### Activity
Among the entries, which lines carry the string "Result"? Copy every one.

[Records drawn from a dataset]
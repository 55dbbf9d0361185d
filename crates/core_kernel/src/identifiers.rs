//! Strongly-typed identifiers for domain entities
//!
//! Every entity id wraps a UUID in its own newtype so an invoice id can
//! never be handed to something expecting a payment id. Fresh ids are
//! time-ordered (UUIDv7), which keeps ledger records roughly
//! chronological in storage. Rendered ids carry a short type prefix
//! ("INV-...", "PAY-...") so they stay recognisable in logs.

use serde::{Deserialize, Serialize};
use std::fmt;
use std::str::FromStr;
use uuid::Uuid;

macro_rules! entity_id {
    ($(#[$doc:meta])* $name:ident => $prefix:literal) => {
        $(#[$doc])*
        #[derive(Debug, Clone, Copy, PartialEq, Eq, Hash, Serialize, Deserialize)]
        #[serde(transparent)]
        pub struct $name(Uuid);

        impl $name {
            /// Display prefix for this id type
            pub const PREFIX: &'static str = $prefix;

            /// Mints a fresh, time-ordered identifier
            pub fn new() -> Self {
                Self(Uuid::now_v7())
            }

            /// Wraps an existing UUID
            pub fn from_uuid(uuid: Uuid) -> Self {
                Self(uuid)
            }

            /// Returns the underlying UUID
            pub fn as_uuid(&self) -> &Uuid {
                &self.0
            }
        }

        impl Default for $name {
            fn default() -> Self {
                Self::new()
            }
        }

        impl fmt::Display for $name {
            fn fmt(&self, f: &mut fmt::Formatter<'_>) -> fmt::Result {
                write!(f, "{}-{}", Self::PREFIX, self.0)
            }
        }

        impl FromStr for $name {
            type Err = uuid::Error;

            // Accepts both the prefixed display form and a bare UUID.
            fn from_str(s: &str) -> Result<Self, Self::Err> {
                let raw = s
                    .strip_prefix(concat!($prefix, "-"))
                    .unwrap_or(s);
                Uuid::parse_str(raw).map(Self)
            }
        }

        impl From<Uuid> for $name {
            fn from(uuid: Uuid) -> Self {
                Self(uuid)
            }
        }

        impl From<$name> for Uuid {
            fn from(id: $name) -> Uuid {
                id.0
            }
        }
    };
}

entity_id!(
    /// A student in the external directory
    StudentId => "STU"
);
entity_id!(
    /// A class in the external directory
    ClassId => "CLS"
);
entity_id!(
    /// A fee invoice
    InvoiceId => "INV"
);
entity_id!(
    /// A payment record
    PaymentId => "PAY"
);
entity_id!(
    /// A student's credit balance
    CreditBalanceId => "CRD"
);
entity_id!(
    /// A ledger transaction in reporting views
    TransactionId => "TXN"
);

### Expected answer
            fn fmt(&self, f: &mut fmt::Formatter<'_>) -> fmt::Result {
            fn from_str(s: &str) -> Result<Self, Self::Err> {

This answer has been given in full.